Case Study 2: Company Law and Corporate Governance Action Plan

  The Action Plan contains a series of measures in the field of company law and corporate governance. Many of these will have profound impacts on UK companies. Below is an example, but the Action Plan covers a much wider area and it is surprising that this has not been an area scrutinised by Parliament, particularly because of the question of the transfer of additional powers from Westminster to Brussels and because of the potential overlap with various UK legislative proposals as part of the Company Law Review, directors and auditors liability, etc.

Non-executive directors, annual corporate governance statement and effect on UK's Combined Code

  Various recommendations have been made that corporate governance should be dealt with by national codes. The UK recently revised its own Combined Code and some other member states (eg Sweden) have only just introduced a code for the first time. The Commission is proposing to bring forward a recommendation in the autumn on non-executive directors, but the consultation document covered so much detail that we cannot see how such a detailed recommendation can be anything other than an attempt to dictate the contents of national codes.
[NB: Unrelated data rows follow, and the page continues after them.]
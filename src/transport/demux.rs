//! UDP Demultiplexer (spec §4.5): classify every inbound datagram as a
//! hole-punch sentinel, a chat text message, or a media chunk, and drive the
//! Peer Table's packet-driven insertion.

use std::net::SocketAddr;
use std::sync::Arc;

use log::Level;
use tokio::net::UdpSocket;
use tokio::sync::mpsc;
use tokio_util::sync::CancellationToken;

use crate::events::{emit_log, ChatMessage, CoreEvent};
use crate::transport::peers::PeerTable;
use crate::transport::protocol::{ChunkHeader, CHUNK_HEADER_SIZE, PUNCH_SENTINEL};
use crate::transport::reassembly::ReassemblyEngine;

const RECV_BUFFER_SIZE: usize = 2048;

/// Classify one already-received datagram and route it. Free function, not
/// a method, so the read loop and the per-datagram tests can both drive it
/// without a live socket.
fn handle_datagram(
    data: &[u8],
    from: SocketAddr,
    table: &PeerTable,
    reassembly: &ReassemblyEngine,
    events: &mpsc::Sender<CoreEvent>,
) {
    let peer_key = from.to_string();
    let is_new = table.insert_if_absent(peer_key.clone(), from);
    if is_new {
        emit_log(events, Level::Debug, format!("first datagram seen from {peer_key}"));
    }

    if data.len() < CHUNK_HEADER_SIZE {
        forward_as_text(&peer_key, data, events);
        return;
    }

    match ChunkHeader::decode(data) {
        Some(header) if header.looks_like_media() => {
            let payload = &data[CHUNK_HEADER_SIZE..];
            reassembly.ingest(&peer_key, header, payload, events);
        }
        _ => forward_as_text(&peer_key, data, events),
    }
}

fn forward_as_text(peer_key: &str, data: &[u8], events: &mpsc::Sender<CoreEvent>) {
    if data == PUNCH_SENTINEL {
        return;
    }
    let Ok(text) = std::str::from_utf8(data) else {
        emit_log(
            events,
            Level::Debug,
            format!("dropped non-UTF8, non-media datagram from {peer_key}"),
        );
        return;
    };
    crate::events::emit(
        events,
        CoreEvent::NewMessageReceived(ChatMessage {
            sender: peer_key.to_string(),
            message: text.to_string(),
        }),
    );
}

/// Drive the UDP read loop for the lifetime of `cancel`. Grounded in the
/// teacher's `discovery::run_beacon_listener` receive-loop shape
/// (`runtime/lan/discovery.rs`), generalised from a single beacon type to
/// the three-way classification spec §4.5 requires.
pub fn spawn_receive_loop(
    socket: Arc<UdpSocket>,
    table: Arc<PeerTable>,
    reassembly: Arc<ReassemblyEngine>,
    events: mpsc::Sender<CoreEvent>,
    cancel: CancellationToken,
) -> tokio::task::JoinHandle<()> {
    tokio::spawn(async move {
        let mut buf = vec![0u8; RECV_BUFFER_SIZE];
        loop {
            tokio::select! {
                _ = cancel.cancelled() => break,
                result = socket.recv_from(&mut buf) => {
                    match result {
                        Ok((n, from)) => {
                            handle_datagram(&buf[..n], from, &table, &reassembly, &events);
                        }
                        Err(e) => {
                            emit_log(&events, Level::Warn, format!("UDP recv error: {e}"));
                        }
                    }
                }
            }
        }
    })
}

#[cfg(test)]
mod tests {
    use super::*;
    use crate::config::Config;
    use tokio::sync::mpsc::channel;

    fn addr(s: &str) -> SocketAddr {
        s.parse().unwrap()
    }

    #[tokio::test]
    async fn short_datagram_is_treated_as_text() {
        let table = PeerTable::new();
        let reassembly = ReassemblyEngine::new(&Config::default());
        let (tx, mut rx) = channel(8);

        handle_datagram(b"hi", addr("127.0.0.1:9000"), &table, &reassembly, &tx);

        let event = rx.try_recv().expect("chat message expected");
        match event {
            CoreEvent::NewMessageReceived(msg) => assert_eq!(msg.message, "hi"),
            other => panic!("unexpected event: {other:?}"),
        }
        assert!(table.contains("127.0.0.1:9000"));
    }

    #[tokio::test]
    async fn punch_sentinel_is_dropped_silently() {
        let table = PeerTable::new();
        let reassembly = ReassemblyEngine::new(&Config::default());
        let (tx, mut rx) = channel(8);

        handle_datagram(PUNCH_SENTINEL, addr("127.0.0.1:9001"), &table, &reassembly, &tx);

        assert!(rx.try_recv().is_err());
        assert!(table.contains("127.0.0.1:9001"));
    }

    #[tokio::test]
    async fn media_looking_header_with_no_body_routes_to_reassembly() {
        let table = PeerTable::new();
        let reassembly = ReassemblyEngine::new(&Config::default());
        let (tx, mut rx) = channel(8);

        let header = ChunkHeader {
            frame_id: 1,
            chunk_id: 0,
            total_chunks: 1,
        };
        let mut datagram = header.encode().to_vec();
        datagram.extend_from_slice(&[0xFF, 0xD8, 0xFF, 0x00]);

        handle_datagram(&datagram, addr("127.0.0.1:9002"), &table, &reassembly, &tx);

        let event = rx.try_recv().expect("frame-received expected");
        assert!(matches!(event, CoreEvent::FrameReceived(_)));
    }

    #[tokio::test]
    async fn header_with_excessive_total_chunks_falls_back_to_text() {
        let table = PeerTable::new();
        let reassembly = ReassemblyEngine::new(&Config::default());
        let (tx, mut rx) = channel(8);

        let header = ChunkHeader {
            frame_id: 1,
            chunk_id: 0,
            total_chunks: 50_000,
        };
        let datagram = header.encode();

        handle_datagram(&datagram, addr("127.0.0.1:9003"), &table, &reassembly, &tx);

        // Non-UTF8 bytes from the encoded header: dropped, not surfaced.
        assert!(rx.try_recv().is_err());
    }
}
//! Frame Fragmenter (spec §4.6): split an outbound frame into
//! `CHUNK_DATA_SIZE`-sized pieces and send one datagram per chunk to every
//! peer currently in the table.

use tokio::net::UdpSocket;
use tokio::sync::mpsc;

use log::Level;

use crate::events::{emit_log, CoreEvent};
use crate::transport::peers::PeerTable;
use crate::transport::protocol::{ChunkHeader, CHUNK_DATA_SIZE};

/// Source of the truncated-millisecond `frame_id` (spec §4.6). A trait
/// rather than a bare `SystemTime::now()` call so the round-trip and
/// boundary tests in `tests/fragment_reassembly.rs` can drive it
/// deterministically instead of racing the wall clock.
pub trait ClockSource: Send + Sync {
    fn now_millis_truncated(&self) -> u32;
}

/// Production clock: wall-clock milliseconds since the Unix epoch,
/// truncated to `u32` (wraps roughly every 49 days, which only matters for
/// frame-id uniqueness within a single in-flight reassembly window).
#[derive(Default)]
pub struct SystemClock;

impl ClockSource for SystemClock {
    fn now_millis_truncated(&self) -> u32 {
        use std::time::{SystemTime, UNIX_EPOCH};
        SystemTime::now()
            .duration_since(UNIX_EPOCH)
            .unwrap_or_default()
            .as_millis() as u32
    }
}

/// Chunk `frame` and fan it out to every peer in `table`'s current snapshot.
/// The snapshot is taken and released before any socket write happens, so a
/// slow or failing send never holds the Peer Table lock (spec §4.6).
pub async fn send_frame(
    frame: &[u8],
    clock: &dyn ClockSource,
    table: &PeerTable,
    socket: &UdpSocket,
    events: &mpsc::Sender<CoreEvent>,
) {
    let peers = table.snapshot();
    if peers.is_empty() {
        return;
    }

    let chunks: Vec<&[u8]> = if frame.is_empty() {
        vec![&[][..]]
    } else {
        frame.chunks(CHUNK_DATA_SIZE).collect()
    };
    let total_chunks = match u16::try_from(chunks.len()) {
        Ok(n) => n,
        Err(_) => {
            emit_log(
                events,
                Level::Warn,
                format!("frame of {} bytes needs too many chunks, dropping", frame.len()),
            );
            return;
        }
    };
    let frame_id = clock.now_millis_truncated();

    for (chunk_id, chunk) in chunks.into_iter().enumerate() {
        let header = ChunkHeader {
            frame_id,
            chunk_id: chunk_id as u16,
            total_chunks,
        };
        let encoded_header = header.encode();
        let mut datagram = Vec::with_capacity(encoded_header.len() + chunk.len());
        datagram.extend_from_slice(&encoded_header);
        datagram.extend_from_slice(chunk);

        for (peer, addr) in &peers {
            if let Err(e) = socket.send_to(&datagram, addr).await {
                emit_log(
                    events,
                    Level::Debug,
                    format!("send of frame {frame_id} chunk {chunk_id} to {peer} failed: {e}"),
                );
            }
        }
    }
}

#[cfg(test)]
mod tests {
    use super::*;
    use tokio::sync::mpsc::channel;

    struct FixedClock(u32);
    impl ClockSource for FixedClock {
        fn now_millis_truncated(&self) -> u32 {
            self.0
        }
    }

    #[tokio::test]
    async fn fragments_respect_chunk_size_and_reach_every_peer() {
        let sender = UdpSocket::bind("127.0.0.1:0").await.unwrap();
        let receiver_a = UdpSocket::bind("127.0.0.1:0").await.unwrap();
        let receiver_b = UdpSocket::bind("127.0.0.1:0").await.unwrap();

        let table = PeerTable::new();
        table.insert_if_absent("a".to_string(), receiver_a.local_addr().unwrap());
        table.insert_if_absent("b".to_string(), receiver_b.local_addr().unwrap());

        let frame = vec![0x7Eu8; CHUNK_DATA_SIZE * 2 + 10];
        let clock = FixedClock(1);
        let (tx, _rx) = channel(8);

        send_frame(&frame, &clock, &table, &sender, &tx).await;

        for receiver in [&receiver_a, &receiver_b] {
            let mut seen = 0usize;
            let mut total = None;
            loop {
                let mut buf = vec![0u8; 1500];
                match tokio::time::timeout(std::time::Duration::from_millis(50), receiver.recv(&mut buf)).await {
                    Ok(Ok(n)) => {
                        let header = ChunkHeader::decode(&buf[..n]).unwrap();
                        assert_eq!(header.frame_id, 1);
                        total = Some(header.total_chunks);
                        seen += 1;
                    }
                    _ => break,
                }
            }
            assert_eq!(seen, 3);
            assert_eq!(total, Some(3));
        }
    }

    #[tokio::test]
    async fn empty_peer_table_sends_nothing() {
        let sender = UdpSocket::bind("127.0.0.1:0").await.unwrap();
        let table = PeerTable::new();
        let clock = FixedClock(7);
        let (tx, _rx) = channel(8);
        send_frame(b"hello", &clock, &table, &sender, &tx).await;
    }
}
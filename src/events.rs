//! Event Bridge — the one-way channel of domain events a shell subscribes to.
//!
//! Grounded in the teacher's `RuntimeEvent`/`emit_log` pattern: every
//! long-running task holds a `Sender<CoreEvent>` clone and pushes events as
//! things happen, rather than the caller polling state. Delivery is
//! best-effort: the channel is bounded and a full channel means the event is
//! dropped rather than the transport task blocking (spec §4.8).

use log::Level;
use tokio::sync::mpsc;

use crate::data::Roster;

/// Capacity of the event channel handed back from [`crate::Core::events`].
pub const EVENT_CHANNEL_CAPACITY: usize = 256;

#[derive(Debug, Clone)]
pub struct CoreLogEvent {
    pub level: Level,
    pub message: String,
}

impl CoreLogEvent {
    pub fn new(level: Level, message: impl Into<String>) -> Self {
        Self {
            level,
            message: message.into(),
        }
    }
}

#[derive(Debug, Clone)]
pub struct ChatMessage {
    pub sender: String,
    pub message: String,
}

/// The three UI-facing events from spec §4.8, plus the ambient `Log` event.
#[derive(Debug, Clone)]
pub enum CoreEvent {
    /// The authoritative roster as received from the signalling service,
    /// unmodified by the hairpin rewrite the transport layer applies.
    PeerListUpdated(Roster),
    /// A text datagram that was not the hole-punch sentinel.
    NewMessageReceived(ChatMessage),
    /// A fully reassembled, magic-number-validated frame.
    FrameReceived(Vec<u8>),
    /// A structured log line, mirrored through the `log` facade by the
    /// caller if it wants traditional logging as well as the event stream.
    Log(CoreLogEvent),
}

/// Send `event`, dropping it silently if the channel is full or the
/// receiver has gone away. Never awaits, so it can be called from any
/// transport task without risking a stall (spec §4.8).
pub(crate) fn emit(sender: &mpsc::Sender<CoreEvent>, event: CoreEvent) {
    let _ = sender.try_send(event);
}

/// Convenience: emit a [`CoreEvent::Log`] at `level` and mirror it through
/// the `log` facade, matching the teacher's `emit_log` helper in
/// `runtime/lan/peer.rs`.
pub(crate) fn emit_log(sender: &mpsc::Sender<CoreEvent>, level: Level, message: impl Into<String>) {
    let message = message.into();
    log::log!(level, "{message}");
    emit(sender, CoreEvent::Log(CoreLogEvent::new(level, message)));
}
//! `vidroom-core`: the NAT-traversing UDP overlay behind a peer-to-peer
//! video room. A signalling WebSocket tells every participant who else is
//! in the room; a UDP socket, primed by short hole-punch bursts, carries
//! chat text and fragmented video frames directly between peers.
//!
//! This crate has no UI and no binary — it is the engine a shell (desktop,
//! CLI, web) drives through [`Core`] and listens to through the event
//! channel returned by [`Core::events`].

pub mod config;
pub mod data;
pub mod error;
pub mod events;
mod identity;
mod signalling;
mod transport;

use std::sync::{Arc, Mutex as StdMutex};

use tokio::net::UdpSocket;
use tokio::sync::mpsc;
use tokio_util::sync::CancellationToken;

pub use config::Config;
pub use data::{Endpoint, PeerKey, Roster};
pub use error::CoreError;
pub use events::CoreEvent;

use events::EVENT_CHANNEL_CAPACITY;
use transport::Transport;

/// The whole running overlay for one process: one bound UDP socket, one
/// local [`Endpoint`], and at most one active room at a time.
///
/// Joining a new room cancels the previous room's signalling session and
/// Transport tasks before starting the new ones, same child-token discipline
/// the teacher's `LanTasks` uses across reconnects.
pub struct Core {
    config: Config,
    socket: Arc<UdpSocket>,
    local: Endpoint,
    events_tx: mpsc::Sender<CoreEvent>,
    events_rx: StdMutex<Option<mpsc::Receiver<CoreEvent>>>,
    room_cancel: StdMutex<Option<CancellationToken>>,
    transport: StdMutex<Option<Arc<Transport>>>,
}

impl Core {
    /// Bind the UDP socket and discover this process's [`Endpoint`]. No
    /// room is joined yet, and no background task other than identity
    /// discovery runs until [`Core::join_room`] is called.
    ///
    /// Must be called from inside an entered Tokio runtime (e.g. from an
    /// `async fn` running on one, or after `Runtime::enter()`), since the
    /// UDP socket it binds needs a reactor to register with.
    pub fn new(config: Config) -> Result<Self, CoreError> {
        let (events_tx, events_rx) = mpsc::channel(EVENT_CHANNEL_CAPACITY);
        let (socket, local) = identity::discover(&config, &events_tx)?;

        Ok(Self {
            config,
            socket: Arc::new(socket),
            local,
            events_tx,
            events_rx: StdMutex::new(Some(events_rx)),
            room_cancel: StdMutex::new(None),
            transport: StdMutex::new(None),
        })
    }

    /// Take the event receiver. Can only be called once; a second call
    /// returns a channel that has already been closed on the sending side
    /// from the caller's perspective (the original `Receiver` was already
    /// handed out).
    pub fn events(&mut self) -> mpsc::Receiver<CoreEvent> {
        self.events_rx
            .lock()
            .unwrap()
            .take()
            .unwrap_or_else(|| {
                let (_tx, rx) = mpsc::channel(1);
                rx
            })
    }

    /// Join `room`: cancel any previous room's signalling and transport
    /// tasks, bring up a fresh [`Transport`], and connect the Signalling
    /// Client. Returns the room name once the handshake has been sent.
    pub async fn join_room(&self, room: impl Into<String>) -> Result<String, CoreError> {
        let room = room.into();
        if room.trim().is_empty() {
            return Err(CoreError::EmptyRoomName);
        }

        if let Some(previous) = self.room_cancel.lock().unwrap().take() {
            previous.cancel();
        }

        let cancel = CancellationToken::new();
        let transport = Arc::new(Transport::spawn(
            self.socket.clone(),
            self.local.clone(),
            self.config.clone(),
            self.events_tx.clone(),
            cancel.child_token(),
        ));

        let joined = match signalling::join(
            &self.config,
            room,
            self.local.clone(),
            transport.clone(),
            self.events_tx.clone(),
            cancel.child_token(),
        )
        .await
        {
            Ok(joined) => joined,
            Err(e) => {
                // The dial failed: the demux reader and eviction sweep we
                // just spawned for this room have no owner to cancel them
                // later, since `cancel` never gets stored. Cancel them here
                // so they don't outlive this call and end up racing a later
                // successful `join_room`'s `Transport` on the same socket.
                cancel.cancel();
                return Err(e);
            }
        };

        *self.room_cancel.lock().unwrap() = Some(cancel);
        *self.transport.lock().unwrap() = Some(transport);

        Ok(joined)
    }

    /// Broadcast a chat message to every peer currently in the room. A
    /// no-op (observably, by the absence of any outbound datagram) if no
    /// room has been joined yet or the room currently has no peers.
    pub async fn send_message(&self, text: impl Into<String>) {
        let transport = self.transport.lock().unwrap().clone();
        if let Some(transport) = transport {
            transport.send_message(&text.into()).await;
        }
    }

    /// Fragment and send one video frame to every peer currently in the
    /// room. A no-op under the same conditions as [`Core::send_message`].
    pub async fn send_frame_data(&self, bytes: Vec<u8>) {
        let transport = self.transport.lock().unwrap().clone();
        if let Some(transport) = transport {
            transport.send_frame(&bytes).await;
        }
    }
}

impl Drop for Core {
    fn drop(&mut self) {
        if let Some(cancel) = self.room_cancel.lock().unwrap().take() {
            cancel.cancel();
        }
    }
}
  While the CBI supports the principle of a corporate governance statement, as already exists in the UK, the recent Commission consultation on amendment of the 4th and 7th company law directives suggested requiring such a statement in a directive. We believe that the contents of such a statement should be set at national level and we strongly disagree with EU legislation detailing what should be included in such statements. This would require legislation in the UK, overriding the UK's Combined Code, which is recognised as being both flexible and at the forefront of corporate governance.

  This would be an extremely useful area for UK Parliament to be involved. There needs to be a better debate on whether such decisions should be taken at national or European level, and what level of detail is appropriate at EU and National level.

Case Study 3: The European Court of Justice

  Insufficient scrutiny by UK Parliament of EU matters can have damaging and lasting implications. In particular, the ECJ is now interpreting existing EU law, especially the basic freedoms—free movement of goods, persons, services and capital—in such a way as to erode Member States' tax regimes. Whilst there is all round agreement that the UK's tax regime should remain the sovereign jurisdiction of the UK, there appears to have been no understanding at the time of the establishment of the ECJ that its powers could stretch this far. The debate on the draft Constitutional Treaty provides an opportunity to revisit the role of the ECJ in tax and other matters of fundamental concern to business. However, once again, the main parliamentary debate on the Constitution will occur after the text has already been agreed by the Government and at a stage when it is too late to make changes.